Exercise aim
Of the lines listed below, return exactly those that run from the line containing "user-supplied plugin name." through the line containing "let segments = validate_segments(raw).ok_or_else(invalid)?;", both included.

Records supplied
────────────────────────────────────────
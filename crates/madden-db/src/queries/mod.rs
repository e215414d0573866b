//! Database query modules.
//!
//! Free functions over a borrowed `rusqlite::Connection`. Writes that must
//! be atomic open their own immediate transaction.

pub mod images;
pub mod items;
pub mod logs;
#![deny(clippy::unwrap_used)]
#![deny(clippy::expect_used)]
#![deny(clippy::panic)]
#![warn(clippy::pedantic)]
#![warn(clippy::nursery)]
#![forbid(unsafe_code)]

use thiserror::Error;

/// Error code constants for type-safe error handling
pub mod code {
    pub const CLI_ERROR: &str = "CLI_ERROR";
    pub const EXEC: &str = "EXEC";
    pub const INVALID: &str = "INVALID";
    pub const DEPENDENCY: &str = "DEPENDENCY";
    pub const TIMEOUT: &str = "TIMEOUT";
    pub const UNKNOWN: &str = "UNKNOWN";
    pub const INTERNAL: &str = "INTERNAL";
}

pub const UNKNOWN_ERROR_TEXT: &str = "[Unknown Error]";

#[derive(Error, Debug)]
pub enum VimHelpError {
    /// An external program ran and reported failure. `error_text` is what
    /// users get to see.
    #[error("{error_text}")]
    Exec {
        exit_code: Option<i32>,
        stdout: String,
        error_text: String,
    },

    #[error("{0}")]
    Message(String),

    #[error("{}", UNKNOWN_ERROR_TEXT)]
    Unknown,

    #[error("Configuration error: {0}")]
    ConfigError(String),

    #[error("IO error: {0}")]
    IoError(#[from] std::io::Error),

    #[error("{operation} timed out after {timeout_ms}ms")]
    Timeout { operation: String, timeout_ms: u64 },

    #[error("Internal error: {0}")]
    Internal(String),
}

impl VimHelpError {
    #[must_use]
    pub fn exec(exit_code: Option<i32>, stdout: impl Into<String>, error_text: impl Into<String>) -> Self {
        Self::Exec {
            exit_code,
            stdout: stdout.into(),
            error_text: error_text.into(),
        }
    }

    #[must_use]
    pub fn message(text: impl Into<String>) -> Self {
        Self::Message(text.into())
    }

    /// Text shown to chat users for this error.
    ///
    /// `Exec` errors render the collaborator's own error text, everything
    /// else renders its message, and an error with nothing to say renders
    /// `[Unknown Error]`.
    #[must_use]
    pub fn user_text(&self) -> String {
        let text = match self {
            Self::Exec { error_text, .. } => error_text.clone(),
            Self::Unknown => return UNKNOWN_ERROR_TEXT.to_string(),
            other => other.to_string(),
        };
        if text.trim().is_empty() {
            UNKNOWN_ERROR_TEXT.to_string()
        } else {
            text
        }
    }

    /// Stable machine-readable code for this error
    #[must_use]
    pub const fn code(&self) -> &'static str {
        match self {
            Self::Exec { .. } => code::EXEC,
            Self::Message(_) | Self::Internal(_) => code::INTERNAL,
            Self::Unknown => code::UNKNOWN,
            Self::ConfigError(_) => code::INVALID,
            Self::IoError(_) => code::DEPENDENCY,
            Self::Timeout { .. } => code::TIMEOUT,
        }
    }

    /// Returns the exit code for this error
    #[must_use]
    pub const fn exit_code(&self) -> i32 {
        match self {
            Self::ConfigError(_) => 2,
            Self::Exec { .. } => 3,
            Self::Message(_) => 4,
            Self::Timeout { .. } => 5,
            Self::IoError(_) => 7,
            Self::Unknown | Self::Internal(_) => 9,
        }
    }
}

/// Error codes with a description and a suggested fix
pub const ERROR_CODES: &[(&str, &str, &str)] = &[
    (
        code::CLI_ERROR,
        "Invalid CLI usage",
        "Run 'vimhelp-bot --help' for valid options",
    ),
    (
        code::EXEC,
        "External program reported failure",
        "Read the error text; check the subject or plugin name",
    ),
    (
        code::INVALID,
        "Invalid configuration",
        "Check HUBOT_VIMHELP_* environment variables",
    ),
    (
        code::DEPENDENCY,
        "Missing system dependency",
        "Install vim and git, or set HUBOT_VIMHELP_VIM",
    ),
    (
        code::TIMEOUT,
        "Operation timed out",
        "Raise HUBOT_VIMHELP_ACTION_TIMEOUT_MS and retry",
    ),
    (
        code::UNKNOWN,
        "Error without a description",
        "Inspect logs with RUST_LOG=debug",
    ),
    (
        code::INTERNAL,
        "Unexpected internal failure",
        "Inspect logs and retry command",
    ),
];

/// Get error code details (description and fix) for a given error code
#[must_use]
pub fn get_error_info(error_code: &str) -> Option<(&'static str, &'static str)> {
    ERROR_CODES
        .iter()
        .find(|(code, _, _)| *code == error_code)
        .map(|(_, desc, fix)| (*desc, *fix))
}

pub type Result<T> = std::result::Result<T, VimHelpError>;

#[cfg(test)]
mod tests {
    use super::{get_error_info, VimHelpError, UNKNOWN_ERROR_TEXT};

    #[test]
    fn exec_error_shows_its_error_text() {
        let err = VimHelpError::exec(Some(1), "", "E149: Sorry, no help for not-existing");
        assert_eq!(err.user_text(), "E149: Sorry, no help for not-existing");
    }

    #[test]
    fn generic_error_shows_its_message() {
        assert_eq!(VimHelpError::message("Other Error").user_text(), "Other Error");
        let io = VimHelpError::from(std::io::Error::other("disk gone"));
        assert_eq!(io.user_text(), "IO error: disk gone");
    }

    #[test]
    fn errors_without_description_fall_back_to_placeholder() {
        assert_eq!(VimHelpError::Unknown.user_text(), UNKNOWN_ERROR_TEXT);
        assert_eq!(VimHelpError::message("   ").user_text(), UNKNOWN_ERROR_TEXT);
        assert_eq!(VimHelpError::exec(None, "out", "").user_text(), UNKNOWN_ERROR_TEXT);
    }

    #[test]
    fn every_code_is_documented() {
        let errors = [
            VimHelpError::exec(None, "", "x"),
            VimHelpError::message("x"),
            VimHelpError::Unknown,
            VimHelpError::ConfigError("x".to_string()),
            VimHelpError::Timeout {
                operation: "install".to_string(),
                timeout_ms: 1,
            },
            VimHelpError::Internal("x".to_string()),
        ];
        for err in errors {
            assert!(get_error_info(err.code()).is_some(), "{}", err.code());
            assert_ne!(err.exit_code(), 0);
        }
    }
}
#![deny(clippy::unwrap_used)]
#![deny(clippy::expect_used)]
#![deny(clippy::panic)]
#![warn(clippy::pedantic)]
#![warn(clippy::nursery)]
#![forbid(unsafe_code)]

//! Plugins cloned with `git` into one directory per plugin.
//!
//! `owner/repo` means a GitHub repository, `host.tld/path` an https
//! repository on another host, and a full URL is used as given. The
//! directory name is the name with `/` replaced by `__`.

use super::process::{run_command, CommandOutput, DEFAULT_COMMAND_TIMEOUT};
use crate::ports::{PluginRepository, PortFuture, RuntimePathProvider, UpdateInfo};
use crate::{Result, VimHelpError};
use std::ffi::OsStr;
use std::path::{Path, PathBuf};
use std::time::Duration;
use tracing::{info, warn};
use url::Url;

const DIR_SEPARATOR: &str = "__";
const GITHUB: &str = "https://github.com";
const DOC_VAR: &str = "VIMHELP_DOC";

#[derive(Debug, Clone, PartialEq, Eq)]
pub struct PluginSource {
    name: String,
    url: Url,
}

impl PluginSource {
    /// Resolves a user-supplied plugin name.
    ///
    /// # Errors
    ///
    /// Returns `VimHelpError::Message` for names that are not a repository.
    pub fn parse(raw: &str) -> Result<Self> {
        let invalid = || VimHelpError::message(format!("Invalid plugin name: {raw}"));

        if raw.contains("://") {
            let url = Url::parse(raw).map_err(|_| invalid())?;
            if !matches!(url.scheme(), "https" | "http" | "git" | "ssh") {
                return Err(invalid());
            }
            let host = url.host_str().ok_or_else(invalid)?;
            let path = url.path().trim_matches('/');
            let name = format!("{host}/{}", path.trim_end_matches(".git"));
            validate_segments(&name).ok_or_else(invalid)?;
            return Ok(Self { name, url });
        }

        let segments = validate_segments(raw).ok_or_else(invalid)?;
        let url = match segments.as_slice() {
            [_, _] => Url::parse(&format!("{GITHUB}/{raw}")),
            [host, _, ..] if host.contains('.') => Url::parse(&format!("https://{raw}")),
            _ => return Err(invalid()),
        }
        .map_err(|_| invalid())?;

        Ok(Self {
            name: raw.to_string(),
            url,
        })
    }

    #[must_use]
    pub fn name(&self) -> &str {
        &self.name
    }

    #[must_use]
    pub const fn url(&self) -> &Url {
        &self.url
    }

    #[must_use]
    pub fn dir_name(&self) -> String {
        self.name.replace('/', DIR_SEPARATOR)
    }
}

fn validate_segments(name: &str) -> Option<Vec<&str>> {
    let segments = name.split('/').collect::<Vec<_>>();
    let valid = segments.len() >= 2
        && segments.iter().all(|segment| {
            !segment.is_empty()
                && !segment.starts_with(['.', '-'])
                && !segment.contains(DIR_SEPARATOR)
                && segment
                    .chars()
                    .all(|c| c.is_ascii_alphanumeric() || matches!(c, '.' | '-' | '_'))
        });
    valid.then_some(segments)
}

pub struct PluginManager {
    plugins_dir: PathBuf,
    vim_path: String,
    timeout: Duration,
}

impl PluginManager {
    #[must_use]
    pub fn new(plugins_dir: impl Into<PathBuf>, vim_path: impl Into<String>) -> Self {
        Self {
            plugins_dir: plugins_dir.into(),
            vim_path: vim_path.into(),
            timeout: DEFAULT_COMMAND_TIMEOUT,
        }
    }

    #[must_use]
    pub const fn with_timeout(mut self, timeout: Duration) -> Self {
        self.timeout = timeout;
        self
    }

    #[must_use]
    pub fn plugins_dir(&self) -> &Path {
        &self.plugins_dir
    }

    /// Directory a plugin lives in, whether or not it is installed.
    ///
    /// # Errors
    ///
    /// Returns `VimHelpError::Message` for names that are not a repository.
    pub fn plugin_path(&self, name: &str) -> Result<PathBuf> {
        Ok(self.plugins_dir.join(PluginSource::parse(name)?.dir_name()))
    }

    fn installed_dirs(&self) -> Vec<(String, PathBuf)> {
        let Ok(entries) = std::fs::read_dir(&self.plugins_dir) else {
            return Vec::new();
        };
        let mut dirs = entries
            .filter_map(std::result::Result::ok)
            .filter(|entry| entry.file_type().is_ok_and(|kind| kind.is_dir()))
            .filter_map(|entry| {
                let dir_name = entry.file_name().to_string_lossy().into_owned();
                (!dir_name.starts_with('.'))
                    .then(|| (dir_name.replace(DIR_SEPARATOR, "/"), entry.path()))
            })
            .collect::<Vec<_>>();
        dirs.sort_by(|a, b| a.0.cmp(&b.0));
        dirs
    }

    async fn git(&self, dir: Option<&Path>, args: &[&str]) -> Result<CommandOutput> {
        let mut full_args: Vec<&OsStr> = Vec::new();
        if let Some(dir) = dir {
            full_args.push(OsStr::new("-C"));
            full_args.push(dir.as_os_str());
        }
        full_args.extend(args.iter().map(OsStr::new));
        run_command("git", full_args, &[("GIT_TERMINAL_PROMPT", "0")], self.timeout)
            .await?
            .into_success()
    }

    async fn head(&self, dir: &Path) -> Result<String> {
        let output = self.git(Some(dir), &["rev-parse", "HEAD"]).await?;
        Ok(output.stdout.trim().to_string())
    }

    /// Regenerates help tags. Failures are logged, not returned.
    async fn helptags(&self, dir: &Path) {
        let doc = dir.join("doc");
        if !tokio::fs::metadata(&doc).await.is_ok_and(|meta| meta.is_dir()) {
            return;
        }
        let doc_str = doc.to_string_lossy();
        let result = run_command(
            &self.vim_path,
            [
                "-u",
                "NONE",
                "-i",
                "NONE",
                "-N",
                "-n",
                "-e",
                "-s",
                "-c",
                "execute 'helptags' fnameescape($VIMHELP_DOC)",
                "-c",
                "qall!",
            ],
            &[(DOC_VAR, doc_str.as_ref())],
            self.timeout,
        )
        .await
        .and_then(CommandOutput::into_success);
        if let Err(err) = result {
            warn!("helptags failed for {}: {}", doc.display(), err);
        }
    }

    async fn require_installed(&self, name: &str) -> Result<PathBuf> {
        let dir = self.plugin_path(name)?;
        if tokio::fs::try_exists(&dir).await? {
            Ok(dir)
        } else {
            Err(VimHelpError::message(format!("Plugin is not installed: {name}")))
        }
    }

    async fn install_plugin(&self, name: &str) -> Result<String> {
        let source = PluginSource::parse(name)?;
        let dir = self.plugins_dir.join(source.dir_name());
        if tokio::fs::try_exists(&dir).await? {
            return Err(VimHelpError::message(format!(
                "Plugin is already installed: {name}"
            )));
        }
        tokio::fs::create_dir_all(&self.plugins_dir).await?;

        let dir_str = dir.to_string_lossy();
        self.git(
            None,
            &[
                "clone",
                "--quiet",
                "--depth",
                "1",
                "--",
                source.url().as_str(),
                dir_str.as_ref(),
            ],
        )
        .await?;
        self.helptags(&dir).await;

        let version = self.head(&dir).await?;
        info!("installed {} at {}", name, version);
        Ok(version)
    }

    async fn uninstall_plugin(&self, name: &str) -> Result<PathBuf> {
        let dir = self.require_installed(name).await?;
        tokio::fs::remove_dir_all(&dir).await?;
        info!("uninstalled {}", name);
        Ok(dir)
    }

    async fn update_plugin(&self, name: &str) -> Result<UpdateInfo> {
        let dir = self.require_installed(name).await?;
        let before = self.head(&dir).await?;
        self.git(Some(&dir), &["pull", "--quiet", "--ff-only"]).await?;
        let after = self.head(&dir).await?;

        let info = UpdateInfo::new(name, dir, before, after);
        if info.updated() {
            self.helptags(info.plugin_path()).await;
            info!(
                "updated {}: {} => {}",
                name,
                info.before_version(),
                info.after_version()
            );
        }
        Ok(info)
    }
}

impl PluginRepository for PluginManager {
    fn install<'a>(&'a self, name: &'a str) -> PortFuture<'a, String> {
        Box::pin(self.install_plugin(name))
    }

    fn uninstall<'a>(&'a self, name: &'a str) -> PortFuture<'a, PathBuf> {
        Box::pin(self.uninstall_plugin(name))
    }

    fn update<'a>(&'a self, name: &'a str) -> PortFuture<'a, UpdateInfo> {
        Box::pin(self.update_plugin(name))
    }

    fn plugin_names(&self) -> Vec<String> {
        self.installed_dirs()
            .into_iter()
            .map(|(name, _)| name)
            .collect()
    }
}

impl RuntimePathProvider for PluginManager {
    fn runtime_paths(&self) -> Vec<PathBuf> {
        self.installed_dirs()
            .into_iter()
            .map(|(_, path)| path)
            .collect()
    }
}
────────────────────────────────────────
Solution to the problem
    /// Resolves a user-supplied plugin name.
    ///
    /// # Errors
    ///
    /// Returns `VimHelpError::Message` for names that are not a repository.
    pub fn parse(raw: &str) -> Result<Self> {
        let invalid = || VimHelpError::message(format!("Invalid plugin name: {raw}"));

        if raw.contains("://") {
            let url = Url::parse(raw).map_err(|_| invalid())?;
            if !matches!(url.scheme(), "https" | "http" | "git" | "ssh") {
                return Err(invalid());
            }
            let host = url.host_str().ok_or_else(invalid)?;
            let path = url.path().trim_matches('/');
            let name = format!("{host}/{}", path.trim_end_matches(".git"));
            validate_segments(&name).ok_or_else(invalid)?;
            return Ok(Self { name, url });
        }

        let segments = validate_segments(raw).ok_or_else(invalid)?;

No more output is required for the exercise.